* [WORK ORDER]: Please return every line of the records below that contains the word "WorldConfig".

*** Opening of EXERCISE MATERIAL ***

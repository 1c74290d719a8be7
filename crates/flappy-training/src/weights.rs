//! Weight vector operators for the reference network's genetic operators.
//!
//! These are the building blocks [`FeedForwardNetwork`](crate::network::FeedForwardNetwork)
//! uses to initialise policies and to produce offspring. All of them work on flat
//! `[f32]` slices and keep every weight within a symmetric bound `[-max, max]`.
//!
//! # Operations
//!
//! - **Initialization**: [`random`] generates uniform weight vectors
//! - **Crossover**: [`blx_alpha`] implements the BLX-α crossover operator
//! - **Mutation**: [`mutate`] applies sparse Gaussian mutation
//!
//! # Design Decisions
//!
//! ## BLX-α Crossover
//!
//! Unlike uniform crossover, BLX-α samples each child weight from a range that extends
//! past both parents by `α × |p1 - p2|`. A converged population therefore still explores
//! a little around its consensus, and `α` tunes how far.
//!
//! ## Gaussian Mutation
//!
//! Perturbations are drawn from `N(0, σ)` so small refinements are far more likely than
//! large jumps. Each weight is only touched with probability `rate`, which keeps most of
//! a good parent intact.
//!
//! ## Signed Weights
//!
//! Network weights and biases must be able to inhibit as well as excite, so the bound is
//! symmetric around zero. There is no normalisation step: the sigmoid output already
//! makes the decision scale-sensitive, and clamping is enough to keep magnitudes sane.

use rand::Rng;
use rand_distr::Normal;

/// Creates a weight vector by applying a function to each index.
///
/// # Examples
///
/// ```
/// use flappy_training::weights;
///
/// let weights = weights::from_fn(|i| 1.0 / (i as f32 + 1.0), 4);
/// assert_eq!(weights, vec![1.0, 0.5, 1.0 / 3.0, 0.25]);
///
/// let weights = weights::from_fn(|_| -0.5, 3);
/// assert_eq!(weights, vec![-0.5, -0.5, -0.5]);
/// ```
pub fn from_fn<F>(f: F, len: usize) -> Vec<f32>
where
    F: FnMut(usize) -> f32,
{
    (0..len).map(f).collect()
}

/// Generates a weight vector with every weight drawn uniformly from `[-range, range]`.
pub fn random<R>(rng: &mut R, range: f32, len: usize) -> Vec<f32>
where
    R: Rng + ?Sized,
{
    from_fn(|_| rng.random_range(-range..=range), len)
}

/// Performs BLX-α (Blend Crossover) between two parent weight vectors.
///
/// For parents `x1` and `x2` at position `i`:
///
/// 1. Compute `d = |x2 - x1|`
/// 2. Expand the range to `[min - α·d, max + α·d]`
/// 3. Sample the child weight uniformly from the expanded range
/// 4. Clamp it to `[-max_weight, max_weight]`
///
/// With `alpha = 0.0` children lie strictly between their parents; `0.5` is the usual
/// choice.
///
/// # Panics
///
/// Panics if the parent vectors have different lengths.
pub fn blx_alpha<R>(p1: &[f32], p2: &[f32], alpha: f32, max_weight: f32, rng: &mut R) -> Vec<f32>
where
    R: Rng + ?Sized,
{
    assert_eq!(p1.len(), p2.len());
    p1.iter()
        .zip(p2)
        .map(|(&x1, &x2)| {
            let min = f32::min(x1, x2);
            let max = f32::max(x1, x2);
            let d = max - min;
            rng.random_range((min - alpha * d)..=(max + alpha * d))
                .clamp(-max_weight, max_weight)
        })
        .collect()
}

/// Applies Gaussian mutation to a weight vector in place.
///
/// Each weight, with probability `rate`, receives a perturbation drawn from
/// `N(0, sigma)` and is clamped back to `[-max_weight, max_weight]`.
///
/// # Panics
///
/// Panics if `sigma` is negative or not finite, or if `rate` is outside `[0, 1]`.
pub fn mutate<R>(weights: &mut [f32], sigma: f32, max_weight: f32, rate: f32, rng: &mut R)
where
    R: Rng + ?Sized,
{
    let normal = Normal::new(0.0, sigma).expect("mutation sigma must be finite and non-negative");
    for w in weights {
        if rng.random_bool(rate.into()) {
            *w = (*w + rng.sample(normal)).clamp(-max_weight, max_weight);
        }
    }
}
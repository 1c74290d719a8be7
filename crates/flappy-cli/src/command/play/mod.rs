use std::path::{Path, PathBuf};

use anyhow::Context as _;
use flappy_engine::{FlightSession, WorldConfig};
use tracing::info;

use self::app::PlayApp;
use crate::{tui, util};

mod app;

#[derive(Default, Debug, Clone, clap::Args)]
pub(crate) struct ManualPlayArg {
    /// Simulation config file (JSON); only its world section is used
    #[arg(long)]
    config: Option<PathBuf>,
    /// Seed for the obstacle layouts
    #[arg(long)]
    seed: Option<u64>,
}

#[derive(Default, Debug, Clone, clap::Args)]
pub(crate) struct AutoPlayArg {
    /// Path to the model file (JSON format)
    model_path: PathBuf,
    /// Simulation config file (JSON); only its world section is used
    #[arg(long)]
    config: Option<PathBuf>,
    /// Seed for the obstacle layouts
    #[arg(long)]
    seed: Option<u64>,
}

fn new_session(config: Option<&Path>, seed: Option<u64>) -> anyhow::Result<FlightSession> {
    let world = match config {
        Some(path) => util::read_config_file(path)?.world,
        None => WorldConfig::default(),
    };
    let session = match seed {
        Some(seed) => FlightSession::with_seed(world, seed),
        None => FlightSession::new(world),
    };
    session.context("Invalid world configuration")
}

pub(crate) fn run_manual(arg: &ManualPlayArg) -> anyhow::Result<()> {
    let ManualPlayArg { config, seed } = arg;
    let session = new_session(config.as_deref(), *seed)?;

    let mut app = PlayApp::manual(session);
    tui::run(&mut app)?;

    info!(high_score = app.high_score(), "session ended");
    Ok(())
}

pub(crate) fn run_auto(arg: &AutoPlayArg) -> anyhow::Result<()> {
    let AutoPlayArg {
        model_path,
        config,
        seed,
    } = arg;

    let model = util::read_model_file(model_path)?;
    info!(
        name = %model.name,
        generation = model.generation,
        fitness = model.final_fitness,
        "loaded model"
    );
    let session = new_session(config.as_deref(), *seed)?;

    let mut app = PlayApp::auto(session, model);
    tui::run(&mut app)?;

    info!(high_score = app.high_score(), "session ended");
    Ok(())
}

*** Close of EXERCISE MATERIAL ***

* [WRITTEN REPLY]:
use flappy_engine::{FlightSession, WorldConfig};
        None => WorldConfig::default(),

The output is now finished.